East End Farmers Market brings fresh food

Kaitlyn Hughes| staff writer | Rebekah Brewer is the owner of Bekah Farms located in Cabot, Pa. She grows and sells an assortment of fresh produce including peppers, watermelon, cucumbers, beets and more.

Kaitlyn Hughes | Staff Writer

More than 15 farmers markets are located throughout the city and its surrounding suburbs. Next to a playground on Larimer Avenue, the East End Farmers Market is held from 3 p.m. to 7 p.m. every Monday night until November 20 to provide healthy food choices for members of the East Liberty community.

Farmers market manager Vanessa Calderon said healthy eating is a priority at these markets.

“We are promoting local fruits and vegetables, farmed fresh stuff,” Calderon said. “We are promoting local food vendors, like hot foods and meals and, also, different types of small gifts and all kinds of local stuff basically, promoting local foods and products.”

A prime example of a local vendor with fresh produce is Rebekah Brewer from Bekah Farms, located in Cabot, Pa. Brewer went to Delaware Valley University where she studied commercial crop production. She has been attending farmers markets for 17 years, and has been growing her own crops for 11 years.

“We grow everything except the tree fruit, so that would be the pears that are currently on the table,” Brewer said.

At her table, Brewer had a variety of fruits and vegetables such as cantaloupe, peppers, eggplant, tomatoes, watermelon, beets and green beans. According to Brewer, the markets are a source of fresh produce to the community, and all of her own produce except the pears were picked on the day of the market.

“It gives people high nutrients at a good value,” Brewer said. “It allows people to come together and build community.”

Education on the benefits of healthy living is an important factor when creating a farmers market. Teresa Yoder worked the Adagio Health Inc table, where visitors could learn about the advantages of healthy eating and activity.

“We are here to promote nutrition and [are]encouraging folks to purchase anything and everything from the farmers market, but especially fruits and vegetables,” Yoder said.

Other categories of natural products, including beverages, were also available to consumers.

One of these beverages, containing antioxidants and caffeine, Yerba Mate, is used as a source of nutrients in Paraguay.

Christine Fuller, was promoting the benefits of Yerba Mate, an organic product from Paraguay with natural stevia.

“My brother [Brian Daniels] who owns the company was an exchange student about 20 years ago down in Paraguay.

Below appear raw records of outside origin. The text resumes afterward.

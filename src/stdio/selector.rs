//! I/O 模式选择器
//!
//! 把模式参数转换为一个 I/O 创建器，并负责创建任务。
//!
//! ## 功能
//! - 按 `classify` 的结果组装 I/O 创建器
//! - 交互模式下用 GuardedStdin 包装输入，并绑定分离/关闭回调
//! - 任务创建成功后把任务句柄填入分离回调的任务槽

use std::sync::mpsc::SyncSender;
use std::sync::Arc;

use crate::console::{stdio::stdin_is_terminal, Console, DetachableStdin};
use crate::runtime::{Container, ContainerIo, IoCreator, RuntimeClient, Task};
use crate::utils::error::TaskIoError;

use super::closer::{detach_closer, stdin_closer, TaskSlot};
use super::guarded::GuardedStdin;
use super::log_target::{parse_binary_log_target, parse_log_uri};
use super::mode::{classify, IoMode, ModeParams};
use super::streams::{parse_attach_streams, InputStream, OutputStream};
use super::version::check_server_version;

/// 检查进程 stdin 是否为终端设备
pub type TerminalProbe = fn() -> bool;

/// I/O 模式选择器
///
/// 每次创建任务都使用新的任务槽，分离回调只会作用于它所属的任务。
pub struct IoSelector {
    client: Arc<dyn RuntimeClient>,
    container: Arc<dyn Container>,
    console: Option<Arc<dyn Console>>,
    detach_tx: Option<SyncSender<()>>,
    stdin_is_terminal: TerminalProbe,
}

impl IoSelector {
    /// 创建新的选择器
    pub fn new(client: Arc<dyn RuntimeClient>, container: Arc<dyn Container>) -> Self {
        Self {
            client,
            container,
            console: None,
            detach_tx: None,
            stdin_is_terminal,
        }
    }

    /// 设置控制台
    pub fn with_console(mut self, console: Arc<dyn Console>) -> Self {
        self.console = Some(console);
        self
    }

    /// 设置分离信号通道
    ///
    /// 发送是阻塞的交接，调用方必须在任务创建返回前准备好接收方。
    pub fn with_detach_channel(mut self, detach_tx: SyncSender<()>) -> Self {
        self.detach_tx = Some(detach_tx);
        self
    }

    /// 替换终端设备检测
    pub fn with_terminal_probe(mut self, probe: TerminalProbe) -> Self {
        self.stdin_is_terminal = probe;
        self
    }

    /// 根据模式参数组装 I/O 创建器
    ///
    /// 交互终端模式下的分离回调绑定到 `slot`，由调用方在任务创建后填充。
    pub async fn select_io(
        &self,
        params: &ModeParams,
        slot: &TaskSlot,
    ) -> Result<IoCreator, TaskIoError> {
        let mode = classify(params);
        tracing::debug!("任务 I/O 模式: {:?}", mode);

        match mode {
            IoMode::Redirect => self.redirect_io(params, slot),
            IoMode::DetachedTerminal => {
                let target = parse_binary_log_target(&params.log_uri)?;
                Ok(IoCreator::BinaryLog {
                    path: target.path,
                    args: target.args,
                })
            }
            IoMode::LiveTerminal => self.live_terminal_io(params, slot),
            IoMode::LogOnlyDetached => Ok(IoCreator::LogUri(parse_log_uri(&params.log_uri)?)),
            IoMode::Default => self.default_io(params).await,
        }
    }

    /// 组装 I/O 并创建任务
    pub async fn new_task(&self, params: &ModeParams) -> Result<Arc<dyn Task>, TaskIoError> {
        let slot = TaskSlot::new();
        let creator = self.select_io(params, &slot).await?;
        let task = self.container.new_task(creator).await?;

        slot.fill(task.clone());
        tracing::debug!("任务已创建: {}", task.id());
        Ok(task)
    }

    fn redirect_io(&self, params: &ModeParams, slot: &TaskSlot) -> Result<IoCreator, TaskIoError> {
        tracing::debug!("按 attach 列表接入输出，不使用日志 URI 回显");

        if params.terminal {
            // 终端下控制台负责回显，日志仍由日志 URI 持久化
            let console = self.require_console()?;
            let stdin = self.console_input(&console, params, slot)?;
            return Ok(IoCreator::Container(ContainerIo {
                namespace: params.namespace.clone(),
                log_uri: params.log_uri.clone(),
                terminal: true,
                stdin,
                stdout: Some(OutputStream::Console(console.clone())),
                stderr: Some(OutputStream::Console(console)),
            }));
        }

        let streams = parse_attach_streams(&params.attach_streams);
        Ok(IoCreator::Container(ContainerIo {
            namespace: params.namespace.clone(),
            log_uri: params.log_uri.clone(),
            terminal: false,
            stdin: streams.stdin,
            stdout: streams.stdout,
            stderr: streams.stderr,
        }))
    }

    fn live_terminal_io(&self, params: &ModeParams, slot: &TaskSlot) -> Result<IoCreator, TaskIoError> {
        let console = self.require_console()?;
        let stdin = self.console_input(&console, params, slot)?;

        Ok(IoCreator::Container(ContainerIo {
            namespace: params.namespace.clone(),
            log_uri: params.log_uri.clone(),
            terminal: true,
            stdin,
            stdout: Some(OutputStream::Console(console.clone())),
            stderr: Some(OutputStream::Console(console)),
        }))
    }

    async fn default_io(&self, params: &ModeParams) -> Result<IoCreator, TaskIoError> {
        let stdin = if params.interactive {
            check_server_version(self.client.as_ref()).await;

            let guarded = GuardedStdin::new(
                Box::new(std::io::stdin()),
                Some(stdin_closer(self.container.clone())),
            );
            Some(InputStream::Guarded(guarded))
        } else {
            None
        };

        Ok(IoCreator::Container(ContainerIo {
            namespace: params.namespace.clone(),
            log_uri: params.log_uri.clone(),
            terminal: false,
            stdin,
            stdout: Some(OutputStream::Stdout),
            stderr: Some(OutputStream::Stderr),
        }))
    }

    fn require_console(&self) -> Result<Arc<dyn Console>, TaskIoError> {
        self.console
            .clone()
            .ok_or_else(|| TaskIoError::ConsoleMissing("终端模式需要控制台".to_string()))
    }

    /// 交互模式下把控制台输入包装为可分离、受保护的 stdin
    fn console_input(
        &self,
        console: &Arc<dyn Console>,
        params: &ModeParams,
        slot: &TaskSlot,
    ) -> Result<Option<InputStream>, TaskIoError> {
        if !params.interactive {
            return Ok(None);
        }

        // TODO: Windows 上同样检查 stdin 是否为终端
        if !cfg!(windows) && !(self.stdin_is_terminal)() {
            return Err(TaskIoError::NotATerminal("stdin".to_string()));
        }

        let reader = console.try_clone_reader()?;
        let detachable = DetachableStdin::new(reader, &params.detach_keys)?;
        let guarded = GuardedStdin::new(
            Box::new(detachable),
            Some(detach_closer(self.detach_tx.clone(), slot.clone())),
        );
        Ok(Some(InputStream::Guarded(guarded)))
    }
}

He just started the company a few years ago, and so he worked with the manufacturer down there,” Fuller said.

Promoting the local farmers markets is important to show support for the workers behind the scenes of these events.

“There is a lot of communication with the vendors, bringing in new vendors, navigating relationships and trying to support people,” Calderon said.

Malachi Pugh is one of the volunteers of the East End Market.

“I dedicate a couple hours every Monday to come help set things up, make sure people have the stuff they need, like bags. Make sure people are being greeted whole-heartedly and make sure our vendors and the customers feel welcome and safe around each other,” Pugh said.

A prominent struggle for the market is attracting members of the community. This is a result of the new location of the East End market.

According to 10-year farmers market volunteer Ralph Santoliquido, the East End market used to be much larger.

“The parking lot we used, they [the city] sold it to make housing,” said Santoliquido. “It became smaller after that.”

The commitment from vendors and volunteers has not dwindled even though the amount of foot traffic has decreased in the area.

“There is always something to build on when you’re trying to do farmers markets,” Pugh said. “But the blessing of it is seeing people come together.”